''Een manifest tegen onzedelijkheid'': De negentiende-eeuwse prostitutiestrijd door de Nederlandsche Vrouwenbond tot Verhooging van het Zedelijk Bewustzijn
Summary
Deze bachelorscriptie bevat een onderzoek naar de Nederlandsche Vrouwenbond tot Verhooging van het Zedelijk Bewustzijn (1884-1948). Gekeken is naar een drietal benaderingen over het beschavingsoffensief dat de protestantse Réveilstroming, waarvan deze Vrouwenbond deel uitmaakte, voerde met betrekking tot prostitutie. De benaderingen verschillen wat betreft de motieven die aan het activisme van het Réveil ten grondslag lagen. De eerste benadering heeft betrekking op een combinatie van morele hervorming en evangelisatie via filantropie, waarbij ervan uit wordt gegaan dat het Réveil, inclusief de Vrouwenbond, voornamelijk ‘getuigde en redde’ omwille van de eigen ziel, die gered zou worden door het bevorderen van zondebesef. Een andere benadering is gebaseerd op het idee dat de elitaire Réveilmannen en -vrouwen medelijden voelde met ‘gevallen vrouwen’ en daarom zorg voor hen ging dragen. De derde benadering beschrijft de zedenstrijd die de Vrouwenbond voerde als een streven naar vrouwenrechten en de herdefiniëring van sekseverhoudingen.

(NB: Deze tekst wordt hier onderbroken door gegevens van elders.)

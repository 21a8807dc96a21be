// File: chaos-monkey/src/arbitrary.rs
//
// Arbitrary Actions
//
// An action generator is anything that can be bound to a locale and to the
// monkey's random source and then hand back an awaitable execution. Binding is
// synchronous: all randomness an action needs is drawn in `prepare`, before its
// asynchronous body starts, so overlapping executions never interleave draws.

use crate::orchestrator::rng::RandomSource;
use anyhow::Result;
use std::fmt::{Display, Formatter};
use std::future::Future;
use std::pin::Pin;

/// Awaitable execution produced by an action
pub type ActionFuture<T> = Pin<Box<dyn Future<Output = Result<T>> + Send + 'static>>;

/// Default locale tag
pub const DEFAULT_LOCALE: &str = "en";

/// Locale tag actions are bound to
#[derive(Debug, Clone, PartialEq, Eq, Hash)]
pub struct Locale(String);

impl Locale {
    /// Wrap a locale tag
    pub fn new(tag: impl Into<String>) -> Self {
        Self(tag.into())
    }

    /// Locale tag as a string slice
    pub fn as_str(&self) -> &str {
        &self.0
    }
}

impl Default for Locale {
    fn default() -> Self {
        Self(DEFAULT_LOCALE.to_string())
    }
}

impl Display for Locale {
    fn fmt(&self, f: &mut Formatter<'_>) -> std::fmt::Result {
        write!(f, "{}", self.0)
    }
}

/// Everything an action is bound to when it is launched
pub struct ActionContext<'a> {
    /// Locale of the run
    pub locale: &'a Locale,
    /// Shared random source of the run
    pub rng: &'a dyn RandomSource,
}

/// Capability required from every registered behaviour
///
/// # Examples
///
/// ```rust
/// use tos_chaos_monkey::arbitrary::{action, ActionContext, ArbitraryAction};
///
/// // Draw the amount while binding, then run the effect asynchronously
/// let deposit = action(|ctx: &ActionContext<'_>| {
///     let amount = ctx.rng.next_u32() % 1_000;
///     async move { Ok(amount) }
/// });
/// assert!(deposit.validate().is_ok());
/// ```
pub trait ArbitraryAction<T>: Send + Sync {
    /// Check that this generator is able to produce executions at all
    ///
    /// Called once at registration; a failure is reported as an invalid action.
    fn validate(&self) -> Result<()> {
        Ok(())
    }

    /// Bind to the context and produce the execution
    fn prepare(&self, ctx: &ActionContext<'_>) -> ActionFuture<T>;
}

/// Action built from a closure, see [`action`]
pub struct FnAction<F> {
    f: F,
}

impl<T, F, Fut> ArbitraryAction<T> for FnAction<F>
where
    F: Fn(&ActionContext<'_>) -> Fut + Send + Sync,
    Fut: Future<Output = Result<T>> + Send + 'static,
{
    fn prepare(&self, ctx: &ActionContext<'_>) -> ActionFuture<T> {
        Box::pin((self.f)(ctx))
    }
}

/// Build an action from a closure
///
/// The closure runs synchronously at launch with the bound context; the
/// future it returns is the asynchronous body.
pub fn action<T, F, Fut>(f: F) -> FnAction<F>
where
    F: Fn(&ActionContext<'_>) -> Fut + Send + Sync,
    Fut: Future<Output = Result<T>> + Send + 'static,
{
    FnAction { f }
}

/// Uniform pick among fixed items, see [`elements`]
pub struct Elements<T> {
    items: Vec<T>,
}

impl<T> Elements<T> {
    /// Items this generator picks from
    pub fn items(&self) -> &[T] {
        &self.items
    }
}

impl<T> ArbitraryAction<T> for Elements<T>
where
    T: Clone + Send + Sync + 'static,
{
    fn validate(&self) -> Result<()> {
        if self.items.is_empty() {
            anyhow::bail!("elements() needs at least one item");
        }
        Ok(())
    }

    fn prepare(&self, ctx: &ActionContext<'_>) -> ActionFuture<T> {
        let picked = ctx
            .rng
            .pick_index(self.items.len())
            .map(|idx| self.items[idx].clone());
        Box::pin(async move { picked.ok_or_else(|| anyhow::anyhow!("elements() has no item")) })
    }
}

/// Resolve to one of `items`, drawn uniformly from the bound engine
pub fn elements<T, I>(items: I) -> Elements<T>
where
    I: IntoIterator<Item = T>,
{
    Elements {
        items: items.into_iter().collect(),
    }
}

/// Always resolves to the same value, see [`just`]
pub struct Just<T> {
    value: T,
}

impl<T> ArbitraryAction<T> for Just<T>
where
    T: Clone + Send + Sync + 'static,
{
    fn prepare(&self, _ctx: &ActionContext<'_>) -> ActionFuture<T> {
        let value = self.value.clone();
        Box::pin(async move { Ok(value) })
    }
}

/// Resolve to `value` without drawing anything
pub fn just<T>(value: T) -> Just<T> {
    Just { value }
}
#[tokio::test(flavor = "multi_thread", worker_threads = 2)]
async fn test_stop_does_not_wait_for_running_hook() {
    init_logger();
    let slot: Arc<OnceLock<Weak<ChaosMonkey<u32>>>> = Arc::new(OnceLock::new());
    let entered = Arc::new(Notify::new());
    let seen: Arc<Mutex<Option<RunStatus>>> = Arc::new(Mutex::new(None));
    let once = Arc::new(AtomicBool::new(false));

    let (hook_slot, hook_entered, hook_seen) = (slot.clone(), entered.clone(), seen.clone());
    let monkey: Arc<ChaosMonkey<u32>> = Arc::new(
        ChaosMonkey::builder()
            .seed(Seed::new(17))
            .speed_ms(10)
            .pre_do(move || {
                if once.swap(true, Ordering::SeqCst) {
                    return Ok(());
                }
                hook_entered.notify_one();
                // Give stop() the time to run while this hook is still busy
                std::thread::sleep(Duration::from_millis(50));
                if let Some(monkey) = hook_slot.get().and_then(Weak::upgrade) {
                    *hook_seen.lock() = Some(monkey.status());
                }
                Ok(())
            })
            .build()
            .unwrap(),
    );
    slot.set(Arc::downgrade(&monkey)).unwrap();
    assert_ok!(monkey.behaviour("tick", just(1u32), BehaviourOptions::new()));

    monkey.start().unwrap();
    tokio::time::timeout(Duration::from_secs(5), entered.notified())
        .await
        .expect("hook never ran");

    let stopper = monkey.clone();
    tokio::time::timeout(
        Duration::from_secs(5),
        tokio::task::spawn_blocking(move || stopper.stop()),
    )
    .await
    .expect("stop blocked on the hook")
    .unwrap();
    assert!(!monkey.is_running());

    tokio::time::timeout(Duration::from_secs(5), async {
        while seen.lock().is_none() {
            tokio::time::sleep(Duration::from_millis(5)).await;
        }
    })
    .await
    .expect("hook never finished");
    assert_eq!(*seen.lock(), Some(RunStatus::Idle));
}
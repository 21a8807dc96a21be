// File: chaos-monkey/src/selector.rs
//
// Behaviour Selector
//
// One uniform draw over the registered name set per tick. The set comes from
// the registry in canonical (sorted) order, so the same seed picks the same
// names no matter how the registry was filled.

use crate::error::{MonkeyError, MonkeyResult};
use crate::orchestrator::rng::RandomSource;
use crate::registry::Registry;

/// Draw one name uniformly from `names`
///
/// # Errors
///
/// - `EmptyRegistry` if `names` is empty
/// - `InvalidDraw` if the source returns an index outside `names`
pub fn pick<'a>(names: &[&'a str], rng: &dyn RandomSource) -> MonkeyResult<&'a str> {
    let idx = rng.pick_index(names.len()).ok_or(MonkeyError::EmptyRegistry)?;
    names.get(idx).copied().ok_or(MonkeyError::InvalidDraw {
        index: idx,
        len: names.len(),
    })
}

/// Draw one registered behaviour name
pub fn select<T>(registry: &Registry<T>, rng: &dyn RandomSource) -> MonkeyResult<String> {
    pick(&registry.names(), rng).map(str::to_string)
}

Allereerst zijn de drie theorieën uiteengezet, zowel wat betreft het Réveil in het algemeen als voor de Vrouwenbond specifiek. De kern van het onderzoek ligt echter besloten in Hoofdstuk II en III: op basis van handgeschreven bronnen en diverse publicaties zijn de motieven van belangrijke spelers in de strijd tegen prostitutie geanalyseerd tegen de achtergrond van de bestaande benaderingen. Wat betreft het gehele Réveil lijkt het bronmateriaal zich grotendeels te voegen naar de benadering met betrekking tot evangelisatie en eigenbelang. Wat betreft de Vrouwenbond is een transitie zichtbaar van diezelfde motieven naar het streven naar vrouwenrechten. Bovendien is voor de Vrouwenbond gepoogd een vierde motief te ontwaren, gelegen in het benadrukken van de eigen verhevenheid.